Chatterjee Krishnendu, Randour Mickaël , Raskin Jean-François, "Strategy Synthesis for Multi-Dimensional Quantitative Objectives" in Acta Informatica, 51, 129-163

• Edition : Springer (Germany)
• Codes CREF : Logique mathématique (DI1170), Théorie des algorithmes (DI1164), Informatique mathématique (DI1160), Informatique générale (DI1162), Théorie de la décision et des jeux (DI1134)
• Unités de recherche UMONS : Informatique théorique (S829)
• Instituts UMONS : Institut de Recherche en Technologies de l’Information et Sciences de l’Informatique (InforTech), Institut de Recherche sur les Systèmes Complexes (Complexys)
• Centres UMONS : Modélisation mathématique et informatique (CREMMI)
Texte intégral :

Abstract(s) :

(Anglais) Multi-dimensional mean-payoff and energy games provide the mathematical foundation for the quantitative study of reactive systems, and play a central role in the emerging quantitative theory of verification and synthesis.
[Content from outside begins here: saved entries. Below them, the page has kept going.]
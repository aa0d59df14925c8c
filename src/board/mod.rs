//! Movement graphs: where pieces may stand and how they advance.
//!
//! Pure data, no game rules. Two topologies share the [`Tile`] variant:
//!
//! - [`LinearBoard`]: a chain ending in one terminal tile
//! - [`LudoPath`]: a cyclic ring with four color-private goal lanes
//!
//! Presentation layers read either board through [`MovementGraph`].

pub mod tile;
pub mod linear;
pub mod ludo;

pub use tile::{LaneLink, Tile, TileId};
pub use linear::LinearBoard;
pub use ludo::{lane, LaneSpec, LudoPath, ENTRY_ROLL, LANES, LANE_LENGTH, RING_SIZE};

/// Read-only view of a movement graph.
pub trait MovementGraph {
    /// Every tile, in arena order.
    fn tiles(&self) -> &[Tile];

    /// Look up a tile by id.
    fn tile(&self, id: TileId) -> Option<&Tile>;

    /// Where pieces start. `None` when pieces start at home, off the graph.
    fn start(&self) -> Option<TileId>;

    /// True iff `id` is on this graph and has no successor.
    fn is_end(&self, id: TileId) -> bool {
        self.tile(id).is_some_and(Tile::is_terminal)
    }
}
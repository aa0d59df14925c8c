//! Rule engines: per-game win, extra-turn, and landing semantics.
//!
//! Strategies call into a `RuleEngine` for everything game-specific that
//! is not plain movement:
//! - Extra turns
//! - Post-landing effects (teleports, captures)
//! - Win conditions

pub mod engine;
pub mod snl;
pub mod ludo;

pub use engine::RuleEngine;
pub use snl::SnlRuleEngine;
pub use ludo::LudoRuleEngine;
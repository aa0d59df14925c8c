//! Dice and roll outcomes.
//!
//! `Dice` rolls a fixed number of dice and remembers the last outcome.
//! The outcome is also returned as a `Roll` so callers thread it through
//! the rules explicitly instead of reading it back from the dice.

use serde::{Deserialize, Serialize};
use smallvec::SmallVec;

use super::rng::GameRng;

/// Faces on a standard die.
pub const STANDARD_SIDES: u8 = 6;

/// Ordered die values from one roll.
#[derive(Clone, Debug, Default, PartialEq, Eq, Hash, Serialize, Deserialize)]
pub struct Roll {
    values: SmallVec<[u8; 2]>,
}

impl Roll {
    /// Create a roll from explicit die values.
    #[must_use]
    pub fn new(values: &[u8]) -> Self {
        Self {
            values: SmallVec::from_slice(values),
        }
    }

    #[must_use]
    pub fn values(&self) -> &[u8] {
        &self.values
    }

    /// Sum of all dice.
    #[must_use]
    pub fn total(&self) -> u32 {
        self.values.iter().map(|&v| u32::from(v)).sum()
    }

    /// Two or more dice, all showing the same face.
    #[must_use]
    pub fn is_double(&self) -> bool {
        self.values.len() >= 2 && self.values.iter().all(|&v| v == self.values[0])
    }

    /// The last die value, if any dice were rolled.
    #[must_use]
    pub fn last(&self) -> Option<u8> {
        self.values.last().copied()
    }
}

/// Where face values come from.
#[derive(Clone, Debug)]
enum DiceSource {
    Random(GameRng),
    /// Cycles through fixed faces. Used for deterministic play and tests.
    Scripted { faces: Vec<u8>, cursor: usize },
}

/// A set of identical dice rolled together.
///
/// ## Usage
///
/// ```
/// use board_race::core::Dice;
///
/// let mut dice = Dice::scripted(2, &[3, 3, 2, 5]);
/// assert_eq!(dice.roll().total(), 6);
/// assert_eq!(dice.last_values(), &[3, 3]);
/// assert_eq!(dice.roll().values(), &[2, 5]);
/// ```
#[derive(Clone, Debug)]
pub struct Dice {
    count: usize,
    sides: u8,
    source: DiceSource,
    last: Roll,
}

impl Dice {
    /// `count` six-sided dice driven by `rng`.
    #[must_use]
    pub fn new(count: usize, rng: GameRng) -> Self {
        assert!(count > 0, "Must roll at least 1 die");
        Self {
            count,
            sides: STANDARD_SIDES,
            source: DiceSource::Random(rng),
            last: Roll::default(),
        }
    }

    /// `count` dice whose faces repeat `faces` in order.
    #[must_use]
    pub fn scripted(count: usize, faces: &[u8]) -> Self {
        assert!(count > 0, "Must roll at least 1 die");
        assert!(!faces.is_empty(), "Scripted dice need at least one face");
        Self {
            count,
            sides: STANDARD_SIDES,
            source: DiceSource::Scripted {
                faces: faces.to_vec(),
                cursor: 0,
            },
            last: Roll::default(),
        }
    }

    /// Number of dice per roll.
    #[must_use]
    pub fn count(&self) -> usize {
        self.count
    }

    /// Roll every die and remember the outcome.
    pub fn roll(&mut self) -> Roll {
        let sides = self.sides;
        let values: SmallVec<[u8; 2]> = (0..self.count)
            .map(|_| match &mut self.source {
                DiceSource::Random(rng) => rng.roll_die(sides),
                DiceSource::Scripted { faces, cursor } => {
                    let face = faces[*cursor % faces.len()];
                    *cursor += 1;
                    face
                }
            })
            .collect();
        self.last = Roll { values };
        self.last.clone()
    }

    /// Values of the most recent roll; empty before the first roll.
    #[must_use]
    pub fn last_values(&self) -> &[u8] {
        self.last.values()
    }
}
In this work, we study the strategy synthesis problem for games with such multi-dimensional objectives along with a parity condition, a canonical way to express $\omega$-regular conditions. While in general, the winning strategies in such games may require infinite memory, for synthesis the most relevant problem is the construction of a finite-memory winning strategy (if one exists). Our main contributions are as follows. First, we show a tight exponential bound (matching upper and lower bounds) on the memory required for finite-memory winning strategies in both multi-dimensional mean-payoff and energy games along with parity objectives. This significantly improves the triple exponential upper bound for multi energy games (without parity) that could be derived from results in literature for games on VASS (vector addition systems with states). Second, we present an optimal symbolic and incremental algorithm to compute a finite-memory winning strategy (if one exists) in such games. Finally, we give a complete characterization of when finite memory of strategies can be traded off for randomness. In particular, we show that for one-dimension mean-payoff parity games, randomized memoryless strategies are as powerful as their pure finite-memory counterparts.